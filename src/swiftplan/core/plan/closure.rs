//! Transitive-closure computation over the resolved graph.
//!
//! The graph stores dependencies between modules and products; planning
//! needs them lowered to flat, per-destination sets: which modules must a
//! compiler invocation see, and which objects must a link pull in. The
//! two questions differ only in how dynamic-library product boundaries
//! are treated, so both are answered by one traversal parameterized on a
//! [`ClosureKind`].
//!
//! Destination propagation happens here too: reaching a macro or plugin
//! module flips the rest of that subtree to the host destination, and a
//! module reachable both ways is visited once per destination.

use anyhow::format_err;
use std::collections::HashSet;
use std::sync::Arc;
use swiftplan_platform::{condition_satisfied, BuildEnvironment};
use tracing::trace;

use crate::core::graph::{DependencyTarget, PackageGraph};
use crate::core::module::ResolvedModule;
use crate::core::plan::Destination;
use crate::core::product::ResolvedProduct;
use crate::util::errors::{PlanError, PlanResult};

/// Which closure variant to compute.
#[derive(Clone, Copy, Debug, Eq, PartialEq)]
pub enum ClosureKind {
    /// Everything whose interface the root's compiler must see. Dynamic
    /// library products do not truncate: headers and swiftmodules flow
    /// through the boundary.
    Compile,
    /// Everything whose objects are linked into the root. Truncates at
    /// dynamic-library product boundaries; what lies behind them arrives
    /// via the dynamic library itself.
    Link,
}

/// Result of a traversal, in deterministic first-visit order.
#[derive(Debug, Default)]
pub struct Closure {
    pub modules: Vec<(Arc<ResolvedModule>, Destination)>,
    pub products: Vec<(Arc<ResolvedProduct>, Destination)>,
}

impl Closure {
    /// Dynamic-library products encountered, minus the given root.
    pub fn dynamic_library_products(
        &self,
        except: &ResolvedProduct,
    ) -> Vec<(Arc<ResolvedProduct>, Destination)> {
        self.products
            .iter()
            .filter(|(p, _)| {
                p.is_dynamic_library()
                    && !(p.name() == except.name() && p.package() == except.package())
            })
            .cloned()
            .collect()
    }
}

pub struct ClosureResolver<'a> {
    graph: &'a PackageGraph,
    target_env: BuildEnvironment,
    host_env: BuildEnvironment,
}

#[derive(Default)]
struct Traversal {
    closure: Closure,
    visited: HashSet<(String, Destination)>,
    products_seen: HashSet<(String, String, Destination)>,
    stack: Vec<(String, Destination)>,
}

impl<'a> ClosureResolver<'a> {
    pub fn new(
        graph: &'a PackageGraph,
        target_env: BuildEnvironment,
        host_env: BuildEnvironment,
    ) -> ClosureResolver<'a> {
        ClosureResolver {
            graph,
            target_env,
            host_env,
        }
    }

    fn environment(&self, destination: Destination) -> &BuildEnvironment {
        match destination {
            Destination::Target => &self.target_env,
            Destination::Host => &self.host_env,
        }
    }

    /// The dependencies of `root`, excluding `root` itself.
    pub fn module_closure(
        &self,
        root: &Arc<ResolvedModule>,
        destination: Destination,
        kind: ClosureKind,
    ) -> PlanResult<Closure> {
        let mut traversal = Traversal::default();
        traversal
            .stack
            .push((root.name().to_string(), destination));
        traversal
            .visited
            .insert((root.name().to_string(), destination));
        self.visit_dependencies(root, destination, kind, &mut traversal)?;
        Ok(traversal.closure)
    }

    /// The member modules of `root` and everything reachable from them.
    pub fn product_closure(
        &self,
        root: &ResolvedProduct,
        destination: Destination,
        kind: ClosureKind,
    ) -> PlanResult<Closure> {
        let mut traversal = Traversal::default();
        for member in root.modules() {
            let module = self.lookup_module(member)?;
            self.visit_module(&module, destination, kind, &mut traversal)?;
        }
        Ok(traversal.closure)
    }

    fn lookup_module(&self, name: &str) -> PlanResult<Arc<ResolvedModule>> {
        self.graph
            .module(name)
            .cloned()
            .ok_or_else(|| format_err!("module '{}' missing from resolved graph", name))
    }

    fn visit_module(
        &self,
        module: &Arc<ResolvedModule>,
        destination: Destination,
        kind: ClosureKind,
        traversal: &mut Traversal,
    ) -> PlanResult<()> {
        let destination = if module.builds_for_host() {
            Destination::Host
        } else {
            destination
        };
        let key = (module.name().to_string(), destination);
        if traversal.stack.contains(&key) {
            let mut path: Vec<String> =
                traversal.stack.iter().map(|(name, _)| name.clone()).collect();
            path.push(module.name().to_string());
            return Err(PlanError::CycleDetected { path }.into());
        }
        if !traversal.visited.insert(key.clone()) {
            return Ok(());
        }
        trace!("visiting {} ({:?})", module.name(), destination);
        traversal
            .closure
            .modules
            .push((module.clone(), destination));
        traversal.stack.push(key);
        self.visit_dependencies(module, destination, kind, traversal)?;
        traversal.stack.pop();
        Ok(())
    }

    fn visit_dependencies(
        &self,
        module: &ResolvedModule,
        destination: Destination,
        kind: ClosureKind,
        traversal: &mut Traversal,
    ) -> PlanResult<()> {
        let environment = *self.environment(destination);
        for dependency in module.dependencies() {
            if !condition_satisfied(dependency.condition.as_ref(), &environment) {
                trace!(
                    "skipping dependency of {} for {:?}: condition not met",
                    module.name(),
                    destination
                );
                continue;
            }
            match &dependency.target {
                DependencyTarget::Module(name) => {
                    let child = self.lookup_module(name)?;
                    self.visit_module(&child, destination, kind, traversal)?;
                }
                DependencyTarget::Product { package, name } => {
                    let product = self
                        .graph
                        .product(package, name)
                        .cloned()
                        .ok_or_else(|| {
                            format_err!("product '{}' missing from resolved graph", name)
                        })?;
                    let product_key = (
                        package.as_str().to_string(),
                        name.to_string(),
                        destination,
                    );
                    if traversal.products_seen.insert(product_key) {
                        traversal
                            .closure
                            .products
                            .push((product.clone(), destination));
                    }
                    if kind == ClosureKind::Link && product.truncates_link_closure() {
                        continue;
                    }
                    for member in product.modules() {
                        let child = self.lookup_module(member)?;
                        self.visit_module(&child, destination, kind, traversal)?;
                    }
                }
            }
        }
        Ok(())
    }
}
--
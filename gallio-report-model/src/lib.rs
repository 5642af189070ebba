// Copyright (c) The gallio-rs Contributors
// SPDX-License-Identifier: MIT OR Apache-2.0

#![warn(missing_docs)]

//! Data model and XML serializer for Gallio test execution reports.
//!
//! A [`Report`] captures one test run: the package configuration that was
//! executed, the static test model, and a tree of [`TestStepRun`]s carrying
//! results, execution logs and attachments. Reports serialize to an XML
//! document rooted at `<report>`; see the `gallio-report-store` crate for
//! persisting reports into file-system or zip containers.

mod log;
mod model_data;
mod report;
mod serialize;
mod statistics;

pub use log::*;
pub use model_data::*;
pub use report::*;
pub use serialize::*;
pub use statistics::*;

Work order:
Go through the material and select each line with the string "insert" in it.

Answer box:
            .insert((root.name().to_string(), destination));
        if !traversal.visited.insert(key.clone()) {
                    if traversal.products_seen.insert(product_key) {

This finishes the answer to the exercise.